In November we were the sucessful tenderer for the comprehensive laser scanning of HMS Warrior for the National Museum of the Royal Navy in Portsmouth. A total of 1700 scans were needed to cover the spaces within the ship, it's complicated construction meaning that some of the many voids required someone in the mould of Houdini to scan.
Built in the 1860s, the Fregatten Jylland was a frigate in the Danish Navy of the period. At 102 metres she was one of the longest ships constructed of wood and employed diagonal hull timbers to maintain rigidity. The ship was fully laser-scanned using Faro x130 scanners to all areas including the hold, decks, external hull and masts.

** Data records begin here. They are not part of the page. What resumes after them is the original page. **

//! Configuration loading and representation.
//!
//! Everything comes from environment variables; unset variables fall back to
//! development defaults.

use std::net::{Ipv4Addr, SocketAddr, SocketAddrV4};

use thiserror::Error;

use moviedb_observability::LogFormat;

pub const DEFAULT_BIND_ADDR: SocketAddr =
    SocketAddr::V4(SocketAddrV4::new(Ipv4Addr::UNSPECIFIED, 8080));
pub const DEFAULT_APP_NAME: &str = "moviedbApp";
pub const DEFAULT_MAX_CONNECTIONS: u32 = 5;

#[derive(Debug, Error, PartialEq, Eq)]
pub enum ConfigError {
    #[error("invalid value for {var}: {reason}")]
    Invalid { var: &'static str, reason: String },
}

impl ConfigError {
    fn invalid(var: &'static str, reason: impl Into<String>) -> Self {
        Self::Invalid {
            var,
            reason: reason.into(),
        }
    }
}

/// Process configuration.
#[derive(Debug, Clone, PartialEq, Eq)]
pub struct AppConfig {
    /// `BIND_ADDR`
    pub bind_addr: SocketAddr,
    /// `APP_NAME`; used to build the `X-{app}-*` alert header names.
    pub application_name: String,
    /// `DATABASE_URL`; when unset the in-memory store is used.
    pub database_url: Option<String>,
    /// `DATABASE_MAX_CONNECTIONS`
    pub max_connections: u32,
    /// `LOG_FORMAT`
    pub log_format: LogFormat,
}

impl Default for AppConfig {
    fn default() -> Self {
        Self {
            bind_addr: DEFAULT_BIND_ADDR,
            application_name: DEFAULT_APP_NAME.to_string(),
            database_url: None,
            max_connections: DEFAULT_MAX_CONNECTIONS,
            log_format: LogFormat::default(),
        }
    }
}

impl AppConfig {
    /// Load configuration from the process environment.
    pub fn from_env() -> Result<Self, ConfigError> {
        Self::from_lookup(|key| std::env::var(key).ok())
    }

    /// Load configuration through an arbitrary variable lookup.
    pub fn from_lookup<F>(lookup: F) -> Result<Self, ConfigError>
    where
        F: Fn(&str) -> Option<String>,
    {
        let bind_addr = match lookup("BIND_ADDR") {
            Some(raw) => raw
                .parse::<SocketAddr>()
                .map_err(|e| ConfigError::invalid("BIND_ADDR", e.to_string()))?,
            None => DEFAULT_BIND_ADDR,
        };

        let application_name =
            lookup("APP_NAME").unwrap_or_else(|| DEFAULT_APP_NAME.to_string());
        validate_application_name(&application_name)?;

        let database_url = lookup("DATABASE_URL").filter(|url| !url.trim().is_empty());

        let max_connections = match lookup("DATABASE_MAX_CONNECTIONS") {
            Some(raw) => match raw.parse::<u32>() {
                Ok(0) => return Err(ConfigError::invalid("DATABASE_MAX_CONNECTIONS", "must be positive")),
                Ok(n) => n,
                Err(e) => return Err(ConfigError::invalid("DATABASE_MAX_CONNECTIONS", e.to_string())),
            },
            None => DEFAULT_MAX_CONNECTIONS,
        };

        let log_format = match lookup("LOG_FORMAT") {
            Some(raw) => raw
                .parse::<LogFormat>()
                .map_err(|e| ConfigError::invalid("LOG_FORMAT", e))?,
            None => LogFormat::default(),
        };

        Ok(Self {
            bind_addr,
            application_name,
            database_url,
            max_connections,
            log_format,
        })
    }
}

/// The name ends up inside header names, so it must be a plain token.
fn validate_application_name(name: &str) -> Result<(), ConfigError> {
    if name.is_empty() {
        return Err(ConfigError::invalid("APP_NAME", "must not be empty"));
    }
    if !name
        .chars()
        .all(|c| c.is_ascii_alphanumeric() || c == '-' || c == '_')
    {
        return Err(ConfigError::invalid(
            "APP_NAME",
            "only ASCII letters, digits, '-' and '_' are allowed",
        ));
    }
    Ok(())
}

#[cfg(test)]
mod tests {
    use super::*;
    use std::collections::HashMap;

    fn load(vars: &[(&str, &str)]) -> Result<AppConfig, ConfigError> {
        let vars: HashMap<String, String> = vars
            .iter()
            .map(|(k, v)| (k.to_string(), v.to_string()))
            .collect();
        AppConfig::from_lookup(|key| vars.get(key).cloned())
    }

    #[test]
    fn defaults_apply_when_nothing_is_set() {
        assert_eq!(load(&[]).unwrap(), AppConfig::default());
    }

    #[test]
    fn unset_bind_addr_listens_on_all_interfaces_port_8080() {
        let cfg = load(&[]).unwrap();
        assert_eq!(cfg.bind_addr, "0.0.0.0:8080".parse::<SocketAddr>().unwrap());
    }

    #[test]
    fn reads_every_variable() {
        let cfg = load(&[
            ("BIND_ADDR", "127.0.0.1:9000"),
            ("APP_NAME", "cinema"),
            ("DATABASE_URL", "postgres://localhost/movies"),
            ("DATABASE_MAX_CONNECTIONS", "12"),
            ("LOG_FORMAT", "pretty"),
        ])
        .unwrap();

        assert_eq!(cfg.bind_addr, "127.0.0.1:9000".parse::<SocketAddr>().unwrap());
        assert_eq!(cfg.application_name, "cinema");
        assert_eq!(cfg.database_url.as_deref(), Some("postgres://localhost/movies"));
        assert_eq!(cfg.max_connections, 12);
        assert_eq!(cfg.log_format, LogFormat::Pretty);
    }

    #[test]
    fn blank_database_url_means_in_memory() {
        assert_eq!(load(&[("DATABASE_URL", "  ")]).unwrap().database_url, None);
    }

    #[test]
    fn rejects_application_name_unusable_in_headers() {
        let err = load(&[("APP_NAME", "movie db")]).unwrap_err();
        assert!(matches!(err, ConfigError::Invalid { var: "APP_NAME", .. }));
    }

    #[test]
    fn rejects_bad_numbers_and_addresses() {
        assert!(load(&[("BIND_ADDR", "nowhere")]).is_err());
        assert!(load(&[("DATABASE_MAX_CONNECTIONS", "0")]).is_err());
        assert!(load(&[("DATABASE_MAX_CONNECTIONS", "many")]).is_err());
        assert!(load(&[("LOG_FORMAT", "xml")]).is_err());
    }
}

Scanning the latter from the crows-nests was one of the more exciting surveying moments of the year!
The nearly 1000 scans will be kept by the Fregatten Jylland Trust as a record of the ship as well as being used to analyse the ships' shape and deformation whiist in dry dock. Our thanks to Bo Laursen for looking after us so well.
To find out more go to www.visitdenmark.nl/nl/denmark/fregatten-jylland-gdk784989
HMS Warrior was one of the first large warships to be comissioned by the Royal Navy to be contructed of iron and proved such a deterrant, that she never saw active service. She is still afloat in a berth within sight of HMS Victory and makes for an impressive sight at 128 metres long. Special equipment has been used to record the ship including an inverted tripod that allows scanning into voids from above. This of course, reduces the danger accociated with entering such spaces.
Our thanks to NMRN's Arabella and Roy for helping understand the ship and indenify all the access hatches!